WORK ITEM
Where does the string "HybridRanker" appear in the records? Copy each line that holds it.

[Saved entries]
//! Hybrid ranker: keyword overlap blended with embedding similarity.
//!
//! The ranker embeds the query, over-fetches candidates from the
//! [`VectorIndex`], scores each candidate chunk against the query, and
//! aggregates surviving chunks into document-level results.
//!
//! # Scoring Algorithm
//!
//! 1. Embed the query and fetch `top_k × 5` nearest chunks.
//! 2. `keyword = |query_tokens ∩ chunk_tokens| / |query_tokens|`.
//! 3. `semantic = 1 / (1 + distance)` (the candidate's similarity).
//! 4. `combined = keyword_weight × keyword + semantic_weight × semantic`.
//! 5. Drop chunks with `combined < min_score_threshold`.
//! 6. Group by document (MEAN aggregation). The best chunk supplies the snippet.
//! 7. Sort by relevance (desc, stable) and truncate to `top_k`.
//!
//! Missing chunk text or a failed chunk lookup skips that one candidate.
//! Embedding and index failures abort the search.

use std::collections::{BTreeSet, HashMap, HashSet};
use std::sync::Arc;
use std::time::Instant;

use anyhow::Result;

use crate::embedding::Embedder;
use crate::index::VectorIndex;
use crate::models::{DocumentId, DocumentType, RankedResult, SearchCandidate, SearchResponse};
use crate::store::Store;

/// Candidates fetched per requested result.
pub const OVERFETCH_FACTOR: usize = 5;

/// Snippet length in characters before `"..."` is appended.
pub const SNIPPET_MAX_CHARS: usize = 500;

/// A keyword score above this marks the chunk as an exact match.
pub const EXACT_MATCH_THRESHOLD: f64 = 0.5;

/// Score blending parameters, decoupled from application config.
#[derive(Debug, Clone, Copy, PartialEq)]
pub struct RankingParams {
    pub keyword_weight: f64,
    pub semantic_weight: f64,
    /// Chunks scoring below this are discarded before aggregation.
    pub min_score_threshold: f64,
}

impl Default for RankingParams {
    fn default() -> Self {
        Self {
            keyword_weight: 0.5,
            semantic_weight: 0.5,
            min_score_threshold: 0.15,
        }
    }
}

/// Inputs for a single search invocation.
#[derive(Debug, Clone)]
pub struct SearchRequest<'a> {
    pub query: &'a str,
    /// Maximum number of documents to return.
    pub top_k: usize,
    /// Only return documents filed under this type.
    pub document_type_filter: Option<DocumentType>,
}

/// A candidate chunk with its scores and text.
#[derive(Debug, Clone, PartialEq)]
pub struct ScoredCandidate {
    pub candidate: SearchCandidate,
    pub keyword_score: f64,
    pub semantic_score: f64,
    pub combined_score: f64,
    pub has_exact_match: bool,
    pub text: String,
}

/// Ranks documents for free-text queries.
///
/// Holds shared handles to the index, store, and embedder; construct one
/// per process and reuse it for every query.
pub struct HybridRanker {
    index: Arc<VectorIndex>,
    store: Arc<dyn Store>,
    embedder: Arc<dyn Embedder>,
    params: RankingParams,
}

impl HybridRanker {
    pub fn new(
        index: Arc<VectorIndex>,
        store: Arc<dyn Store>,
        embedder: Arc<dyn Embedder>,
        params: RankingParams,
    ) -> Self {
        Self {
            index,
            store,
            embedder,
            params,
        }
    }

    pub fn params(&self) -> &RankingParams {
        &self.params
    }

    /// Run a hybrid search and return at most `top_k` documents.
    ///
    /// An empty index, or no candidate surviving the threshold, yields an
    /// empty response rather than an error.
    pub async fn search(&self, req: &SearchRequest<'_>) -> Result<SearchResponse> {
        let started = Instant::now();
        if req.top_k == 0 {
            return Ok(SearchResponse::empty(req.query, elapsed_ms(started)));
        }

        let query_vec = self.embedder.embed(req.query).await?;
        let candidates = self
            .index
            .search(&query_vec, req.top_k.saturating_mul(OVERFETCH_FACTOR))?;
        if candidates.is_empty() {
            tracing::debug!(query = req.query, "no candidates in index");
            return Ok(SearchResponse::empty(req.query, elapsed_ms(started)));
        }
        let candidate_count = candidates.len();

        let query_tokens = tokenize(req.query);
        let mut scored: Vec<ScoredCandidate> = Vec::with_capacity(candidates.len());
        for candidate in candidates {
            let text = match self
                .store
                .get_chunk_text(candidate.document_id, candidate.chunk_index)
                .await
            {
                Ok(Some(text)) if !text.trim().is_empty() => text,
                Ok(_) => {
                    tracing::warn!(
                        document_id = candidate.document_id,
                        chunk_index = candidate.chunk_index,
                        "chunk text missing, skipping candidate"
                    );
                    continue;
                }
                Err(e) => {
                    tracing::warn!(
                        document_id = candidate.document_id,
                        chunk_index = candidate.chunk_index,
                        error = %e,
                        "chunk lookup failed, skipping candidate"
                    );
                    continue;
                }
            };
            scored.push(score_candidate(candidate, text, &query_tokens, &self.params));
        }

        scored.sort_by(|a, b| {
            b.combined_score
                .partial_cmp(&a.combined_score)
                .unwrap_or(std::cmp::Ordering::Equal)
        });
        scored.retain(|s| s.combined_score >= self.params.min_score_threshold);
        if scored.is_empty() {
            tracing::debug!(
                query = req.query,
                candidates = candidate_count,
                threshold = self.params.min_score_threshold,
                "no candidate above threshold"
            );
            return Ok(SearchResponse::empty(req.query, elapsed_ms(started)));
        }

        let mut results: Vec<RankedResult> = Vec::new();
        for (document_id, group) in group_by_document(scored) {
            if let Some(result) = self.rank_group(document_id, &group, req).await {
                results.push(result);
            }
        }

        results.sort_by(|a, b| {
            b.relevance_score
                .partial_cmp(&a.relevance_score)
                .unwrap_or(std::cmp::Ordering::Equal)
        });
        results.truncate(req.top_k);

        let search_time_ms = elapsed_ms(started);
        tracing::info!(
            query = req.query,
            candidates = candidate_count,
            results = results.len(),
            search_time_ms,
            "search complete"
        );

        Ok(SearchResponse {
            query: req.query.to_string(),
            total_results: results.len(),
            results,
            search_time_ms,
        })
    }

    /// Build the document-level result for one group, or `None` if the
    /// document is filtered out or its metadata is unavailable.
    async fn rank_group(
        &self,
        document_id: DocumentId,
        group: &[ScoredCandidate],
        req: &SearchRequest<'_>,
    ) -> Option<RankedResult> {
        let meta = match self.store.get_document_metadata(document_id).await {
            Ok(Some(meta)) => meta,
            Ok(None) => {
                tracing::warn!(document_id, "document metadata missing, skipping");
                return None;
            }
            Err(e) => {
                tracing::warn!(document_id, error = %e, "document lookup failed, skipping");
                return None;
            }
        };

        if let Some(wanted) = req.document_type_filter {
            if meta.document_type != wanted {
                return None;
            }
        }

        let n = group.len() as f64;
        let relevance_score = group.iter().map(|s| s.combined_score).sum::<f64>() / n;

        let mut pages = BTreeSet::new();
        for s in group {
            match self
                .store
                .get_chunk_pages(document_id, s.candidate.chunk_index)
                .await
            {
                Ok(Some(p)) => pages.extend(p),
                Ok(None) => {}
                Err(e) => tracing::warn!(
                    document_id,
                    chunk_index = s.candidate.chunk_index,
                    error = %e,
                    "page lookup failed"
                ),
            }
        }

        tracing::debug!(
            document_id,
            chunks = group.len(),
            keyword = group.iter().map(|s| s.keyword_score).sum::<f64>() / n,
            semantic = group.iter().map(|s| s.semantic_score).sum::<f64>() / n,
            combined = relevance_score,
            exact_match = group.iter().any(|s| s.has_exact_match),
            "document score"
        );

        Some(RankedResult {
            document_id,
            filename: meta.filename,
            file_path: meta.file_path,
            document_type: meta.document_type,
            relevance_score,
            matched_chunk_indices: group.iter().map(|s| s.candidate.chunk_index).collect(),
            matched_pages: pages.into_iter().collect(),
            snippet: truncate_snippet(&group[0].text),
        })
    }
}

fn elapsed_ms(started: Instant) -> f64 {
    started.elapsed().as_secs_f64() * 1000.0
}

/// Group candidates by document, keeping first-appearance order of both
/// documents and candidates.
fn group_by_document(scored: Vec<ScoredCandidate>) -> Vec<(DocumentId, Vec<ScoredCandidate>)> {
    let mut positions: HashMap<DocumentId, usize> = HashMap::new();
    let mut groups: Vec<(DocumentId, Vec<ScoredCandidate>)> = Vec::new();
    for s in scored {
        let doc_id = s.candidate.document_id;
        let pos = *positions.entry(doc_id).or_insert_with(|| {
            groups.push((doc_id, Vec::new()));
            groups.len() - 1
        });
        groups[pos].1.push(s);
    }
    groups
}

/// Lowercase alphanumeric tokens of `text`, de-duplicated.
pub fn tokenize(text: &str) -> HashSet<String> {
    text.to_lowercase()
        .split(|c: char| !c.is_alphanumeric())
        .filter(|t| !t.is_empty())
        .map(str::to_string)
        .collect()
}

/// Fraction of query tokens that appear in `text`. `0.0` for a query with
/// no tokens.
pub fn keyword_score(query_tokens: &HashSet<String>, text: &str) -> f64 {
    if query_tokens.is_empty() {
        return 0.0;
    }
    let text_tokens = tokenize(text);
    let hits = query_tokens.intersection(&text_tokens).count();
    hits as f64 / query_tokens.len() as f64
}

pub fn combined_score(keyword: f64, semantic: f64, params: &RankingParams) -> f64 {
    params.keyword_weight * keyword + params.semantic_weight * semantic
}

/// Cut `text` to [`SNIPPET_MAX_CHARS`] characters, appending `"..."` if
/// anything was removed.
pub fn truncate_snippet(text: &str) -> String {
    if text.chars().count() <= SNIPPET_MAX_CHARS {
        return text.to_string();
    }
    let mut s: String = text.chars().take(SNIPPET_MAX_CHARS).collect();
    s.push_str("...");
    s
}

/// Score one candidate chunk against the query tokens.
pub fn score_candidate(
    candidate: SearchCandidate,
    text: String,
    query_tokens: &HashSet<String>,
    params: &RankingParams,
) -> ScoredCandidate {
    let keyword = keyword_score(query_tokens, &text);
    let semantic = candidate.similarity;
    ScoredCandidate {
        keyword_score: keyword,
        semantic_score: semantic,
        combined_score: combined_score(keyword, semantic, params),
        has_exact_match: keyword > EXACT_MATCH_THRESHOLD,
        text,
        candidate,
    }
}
...
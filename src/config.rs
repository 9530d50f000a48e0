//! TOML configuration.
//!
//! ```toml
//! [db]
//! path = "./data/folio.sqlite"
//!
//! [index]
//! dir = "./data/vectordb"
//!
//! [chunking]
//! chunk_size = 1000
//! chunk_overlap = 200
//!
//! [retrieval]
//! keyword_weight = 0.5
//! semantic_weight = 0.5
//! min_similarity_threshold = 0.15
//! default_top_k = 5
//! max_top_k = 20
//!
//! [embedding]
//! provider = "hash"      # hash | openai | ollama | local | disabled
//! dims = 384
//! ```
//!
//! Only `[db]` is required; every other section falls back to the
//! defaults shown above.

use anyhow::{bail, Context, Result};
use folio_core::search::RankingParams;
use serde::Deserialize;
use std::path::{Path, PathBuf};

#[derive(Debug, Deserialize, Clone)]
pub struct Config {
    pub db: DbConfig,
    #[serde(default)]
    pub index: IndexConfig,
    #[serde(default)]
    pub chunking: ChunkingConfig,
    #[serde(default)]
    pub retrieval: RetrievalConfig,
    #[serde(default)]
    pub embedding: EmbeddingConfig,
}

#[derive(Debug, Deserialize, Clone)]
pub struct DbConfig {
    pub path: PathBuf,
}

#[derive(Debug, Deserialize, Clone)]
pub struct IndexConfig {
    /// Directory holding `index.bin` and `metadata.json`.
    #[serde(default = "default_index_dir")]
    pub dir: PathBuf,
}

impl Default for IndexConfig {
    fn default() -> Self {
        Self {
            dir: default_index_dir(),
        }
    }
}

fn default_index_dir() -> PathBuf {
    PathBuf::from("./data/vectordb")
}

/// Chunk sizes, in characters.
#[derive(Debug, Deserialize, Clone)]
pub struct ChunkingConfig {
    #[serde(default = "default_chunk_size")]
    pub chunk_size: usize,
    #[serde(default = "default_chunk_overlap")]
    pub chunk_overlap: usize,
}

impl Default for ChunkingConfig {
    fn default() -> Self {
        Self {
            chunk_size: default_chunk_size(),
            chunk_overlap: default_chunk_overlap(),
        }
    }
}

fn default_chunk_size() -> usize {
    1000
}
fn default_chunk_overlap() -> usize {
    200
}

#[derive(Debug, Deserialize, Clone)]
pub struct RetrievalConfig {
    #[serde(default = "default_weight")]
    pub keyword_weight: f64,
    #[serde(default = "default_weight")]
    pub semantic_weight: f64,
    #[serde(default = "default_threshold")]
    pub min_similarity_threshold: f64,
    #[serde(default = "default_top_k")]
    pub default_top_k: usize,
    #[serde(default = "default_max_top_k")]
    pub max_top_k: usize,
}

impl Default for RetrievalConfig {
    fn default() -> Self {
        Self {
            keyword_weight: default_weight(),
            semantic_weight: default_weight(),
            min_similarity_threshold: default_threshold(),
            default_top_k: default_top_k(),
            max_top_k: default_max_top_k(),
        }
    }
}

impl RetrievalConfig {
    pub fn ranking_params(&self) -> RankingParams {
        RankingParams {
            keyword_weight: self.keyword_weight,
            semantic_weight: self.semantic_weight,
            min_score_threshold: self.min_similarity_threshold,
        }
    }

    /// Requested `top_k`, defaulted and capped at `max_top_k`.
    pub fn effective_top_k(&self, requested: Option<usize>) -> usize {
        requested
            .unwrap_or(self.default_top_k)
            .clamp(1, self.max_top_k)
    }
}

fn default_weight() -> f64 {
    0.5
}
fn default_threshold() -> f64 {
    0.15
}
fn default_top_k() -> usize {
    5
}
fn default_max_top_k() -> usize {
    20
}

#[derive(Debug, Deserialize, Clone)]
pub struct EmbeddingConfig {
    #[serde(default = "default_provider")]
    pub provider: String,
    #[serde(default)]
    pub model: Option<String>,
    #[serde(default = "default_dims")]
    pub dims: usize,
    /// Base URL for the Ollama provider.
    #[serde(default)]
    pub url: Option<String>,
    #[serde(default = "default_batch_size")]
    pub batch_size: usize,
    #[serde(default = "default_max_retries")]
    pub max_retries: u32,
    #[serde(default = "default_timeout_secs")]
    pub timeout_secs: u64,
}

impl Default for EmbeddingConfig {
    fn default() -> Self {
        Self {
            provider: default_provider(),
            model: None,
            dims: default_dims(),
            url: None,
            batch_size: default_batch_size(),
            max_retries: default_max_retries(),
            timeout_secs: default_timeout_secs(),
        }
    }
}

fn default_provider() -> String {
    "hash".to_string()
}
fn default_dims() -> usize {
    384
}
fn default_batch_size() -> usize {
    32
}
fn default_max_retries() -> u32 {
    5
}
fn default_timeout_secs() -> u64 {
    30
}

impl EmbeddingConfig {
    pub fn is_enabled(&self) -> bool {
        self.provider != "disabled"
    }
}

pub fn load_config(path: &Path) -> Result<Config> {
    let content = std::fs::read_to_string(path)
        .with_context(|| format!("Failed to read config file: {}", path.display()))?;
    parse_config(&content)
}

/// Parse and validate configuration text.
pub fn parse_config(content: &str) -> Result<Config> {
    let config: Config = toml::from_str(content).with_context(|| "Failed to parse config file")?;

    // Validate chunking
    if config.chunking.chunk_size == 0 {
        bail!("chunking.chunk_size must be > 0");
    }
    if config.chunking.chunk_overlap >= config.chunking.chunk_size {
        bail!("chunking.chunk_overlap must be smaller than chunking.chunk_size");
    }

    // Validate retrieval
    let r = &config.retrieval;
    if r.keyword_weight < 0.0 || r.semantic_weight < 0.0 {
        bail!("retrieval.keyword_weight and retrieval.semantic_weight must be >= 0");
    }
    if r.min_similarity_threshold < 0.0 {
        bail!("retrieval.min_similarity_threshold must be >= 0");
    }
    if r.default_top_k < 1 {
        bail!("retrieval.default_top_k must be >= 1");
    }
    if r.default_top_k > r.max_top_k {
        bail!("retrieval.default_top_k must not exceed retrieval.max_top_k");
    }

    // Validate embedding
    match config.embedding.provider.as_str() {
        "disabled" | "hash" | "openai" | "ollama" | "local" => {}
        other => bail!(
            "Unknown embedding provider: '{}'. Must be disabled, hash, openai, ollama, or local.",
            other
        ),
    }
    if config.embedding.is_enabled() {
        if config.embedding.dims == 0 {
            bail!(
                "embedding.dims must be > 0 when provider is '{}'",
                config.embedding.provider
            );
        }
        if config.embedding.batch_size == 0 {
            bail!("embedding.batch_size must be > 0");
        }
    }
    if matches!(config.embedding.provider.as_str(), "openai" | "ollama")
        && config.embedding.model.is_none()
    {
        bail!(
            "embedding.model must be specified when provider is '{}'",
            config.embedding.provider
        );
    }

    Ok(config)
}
---
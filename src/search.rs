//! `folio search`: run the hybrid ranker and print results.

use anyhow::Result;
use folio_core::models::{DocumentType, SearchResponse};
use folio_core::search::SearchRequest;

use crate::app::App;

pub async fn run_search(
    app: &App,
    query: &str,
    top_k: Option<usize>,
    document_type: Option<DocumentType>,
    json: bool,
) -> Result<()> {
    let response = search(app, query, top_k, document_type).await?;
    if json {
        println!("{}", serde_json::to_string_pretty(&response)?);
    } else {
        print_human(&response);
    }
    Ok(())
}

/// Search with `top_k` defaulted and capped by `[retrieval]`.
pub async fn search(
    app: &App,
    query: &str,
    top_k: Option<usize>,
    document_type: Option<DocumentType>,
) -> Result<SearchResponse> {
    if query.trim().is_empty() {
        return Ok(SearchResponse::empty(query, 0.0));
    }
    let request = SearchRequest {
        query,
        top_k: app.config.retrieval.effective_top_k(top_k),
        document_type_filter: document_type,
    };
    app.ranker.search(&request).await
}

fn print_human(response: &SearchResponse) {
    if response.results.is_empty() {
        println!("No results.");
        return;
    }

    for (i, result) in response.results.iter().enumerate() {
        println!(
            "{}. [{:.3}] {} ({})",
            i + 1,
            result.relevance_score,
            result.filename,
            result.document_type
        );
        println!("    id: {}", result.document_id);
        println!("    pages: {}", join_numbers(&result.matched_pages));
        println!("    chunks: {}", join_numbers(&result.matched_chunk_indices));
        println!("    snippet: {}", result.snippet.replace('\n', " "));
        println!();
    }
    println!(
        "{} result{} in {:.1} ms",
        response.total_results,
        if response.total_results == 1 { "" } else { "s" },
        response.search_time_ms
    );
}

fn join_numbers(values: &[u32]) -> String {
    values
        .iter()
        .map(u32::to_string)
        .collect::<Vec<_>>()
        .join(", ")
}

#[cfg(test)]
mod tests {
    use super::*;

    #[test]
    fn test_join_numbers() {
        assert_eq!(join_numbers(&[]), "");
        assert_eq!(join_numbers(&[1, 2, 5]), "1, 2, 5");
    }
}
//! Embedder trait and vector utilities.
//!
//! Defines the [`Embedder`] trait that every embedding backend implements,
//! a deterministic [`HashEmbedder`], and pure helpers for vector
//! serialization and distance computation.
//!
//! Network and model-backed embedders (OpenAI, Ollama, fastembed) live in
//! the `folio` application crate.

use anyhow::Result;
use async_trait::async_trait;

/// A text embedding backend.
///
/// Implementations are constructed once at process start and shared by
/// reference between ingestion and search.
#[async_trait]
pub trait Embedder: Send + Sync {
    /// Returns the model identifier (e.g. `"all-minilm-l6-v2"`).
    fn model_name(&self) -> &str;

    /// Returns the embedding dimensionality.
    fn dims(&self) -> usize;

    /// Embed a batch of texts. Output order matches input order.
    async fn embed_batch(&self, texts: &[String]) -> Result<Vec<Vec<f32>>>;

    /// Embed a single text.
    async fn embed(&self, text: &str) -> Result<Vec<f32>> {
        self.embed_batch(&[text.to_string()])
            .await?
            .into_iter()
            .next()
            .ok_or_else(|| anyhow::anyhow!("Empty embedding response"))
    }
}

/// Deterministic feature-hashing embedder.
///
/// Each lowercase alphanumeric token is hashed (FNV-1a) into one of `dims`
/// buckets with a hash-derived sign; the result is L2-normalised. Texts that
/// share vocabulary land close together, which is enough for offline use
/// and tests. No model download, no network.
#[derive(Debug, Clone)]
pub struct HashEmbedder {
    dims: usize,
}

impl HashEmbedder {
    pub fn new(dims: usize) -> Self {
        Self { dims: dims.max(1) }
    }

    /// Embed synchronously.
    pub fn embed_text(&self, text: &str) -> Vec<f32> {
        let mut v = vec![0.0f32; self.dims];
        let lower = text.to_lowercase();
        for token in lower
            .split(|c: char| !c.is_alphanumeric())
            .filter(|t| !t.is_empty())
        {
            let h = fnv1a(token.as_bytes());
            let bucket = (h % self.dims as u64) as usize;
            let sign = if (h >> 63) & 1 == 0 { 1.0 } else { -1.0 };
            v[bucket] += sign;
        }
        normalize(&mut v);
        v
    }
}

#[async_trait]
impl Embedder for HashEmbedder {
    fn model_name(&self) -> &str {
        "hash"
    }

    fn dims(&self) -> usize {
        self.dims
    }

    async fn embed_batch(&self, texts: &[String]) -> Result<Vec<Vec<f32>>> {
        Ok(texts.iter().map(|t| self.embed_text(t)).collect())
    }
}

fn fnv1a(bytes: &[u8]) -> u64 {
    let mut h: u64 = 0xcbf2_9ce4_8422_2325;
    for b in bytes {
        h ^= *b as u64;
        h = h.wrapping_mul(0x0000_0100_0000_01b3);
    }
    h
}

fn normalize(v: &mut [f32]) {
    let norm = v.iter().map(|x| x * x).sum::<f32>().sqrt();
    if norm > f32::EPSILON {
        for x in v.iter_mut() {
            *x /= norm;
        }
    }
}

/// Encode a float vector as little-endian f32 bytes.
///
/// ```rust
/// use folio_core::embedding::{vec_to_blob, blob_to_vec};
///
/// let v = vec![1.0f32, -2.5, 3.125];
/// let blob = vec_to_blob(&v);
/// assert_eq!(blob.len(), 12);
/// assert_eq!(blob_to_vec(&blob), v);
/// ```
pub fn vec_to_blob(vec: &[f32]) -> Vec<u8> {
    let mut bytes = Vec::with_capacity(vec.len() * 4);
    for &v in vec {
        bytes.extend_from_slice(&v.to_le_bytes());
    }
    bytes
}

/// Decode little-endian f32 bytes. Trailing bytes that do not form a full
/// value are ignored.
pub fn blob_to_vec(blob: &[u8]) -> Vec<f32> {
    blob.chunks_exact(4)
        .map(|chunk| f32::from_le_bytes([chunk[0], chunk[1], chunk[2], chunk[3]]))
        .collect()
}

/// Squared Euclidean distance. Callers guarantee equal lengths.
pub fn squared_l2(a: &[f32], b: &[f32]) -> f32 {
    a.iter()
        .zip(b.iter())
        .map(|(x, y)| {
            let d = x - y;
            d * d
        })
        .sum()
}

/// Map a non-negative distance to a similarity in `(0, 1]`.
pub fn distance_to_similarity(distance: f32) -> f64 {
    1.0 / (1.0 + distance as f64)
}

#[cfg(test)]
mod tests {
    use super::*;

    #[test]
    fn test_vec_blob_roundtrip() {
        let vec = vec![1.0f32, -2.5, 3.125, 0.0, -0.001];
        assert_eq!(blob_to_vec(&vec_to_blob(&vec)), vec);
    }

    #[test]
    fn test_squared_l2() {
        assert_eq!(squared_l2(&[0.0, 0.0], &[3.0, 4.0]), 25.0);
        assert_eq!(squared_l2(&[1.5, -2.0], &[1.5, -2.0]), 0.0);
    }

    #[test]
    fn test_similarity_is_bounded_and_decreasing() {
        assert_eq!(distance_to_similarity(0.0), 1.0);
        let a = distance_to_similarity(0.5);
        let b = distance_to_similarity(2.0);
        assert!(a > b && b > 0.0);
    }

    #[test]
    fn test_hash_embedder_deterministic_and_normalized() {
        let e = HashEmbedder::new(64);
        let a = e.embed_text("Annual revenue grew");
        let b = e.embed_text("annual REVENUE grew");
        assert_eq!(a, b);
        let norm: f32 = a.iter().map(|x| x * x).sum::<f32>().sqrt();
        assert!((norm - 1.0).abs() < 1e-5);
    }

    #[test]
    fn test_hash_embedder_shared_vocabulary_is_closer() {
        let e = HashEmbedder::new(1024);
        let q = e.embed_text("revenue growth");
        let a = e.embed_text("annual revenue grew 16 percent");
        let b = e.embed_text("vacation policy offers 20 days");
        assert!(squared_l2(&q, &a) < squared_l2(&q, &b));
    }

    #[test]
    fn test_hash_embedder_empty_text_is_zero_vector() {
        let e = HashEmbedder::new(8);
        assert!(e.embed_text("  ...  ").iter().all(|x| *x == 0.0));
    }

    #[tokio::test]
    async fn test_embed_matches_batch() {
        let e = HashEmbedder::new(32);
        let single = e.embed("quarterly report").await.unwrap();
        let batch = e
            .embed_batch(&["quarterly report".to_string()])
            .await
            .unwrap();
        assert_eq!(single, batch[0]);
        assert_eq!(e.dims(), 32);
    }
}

THE COMPLETED TASK
pub struct HybridRanker {
impl HybridRanker {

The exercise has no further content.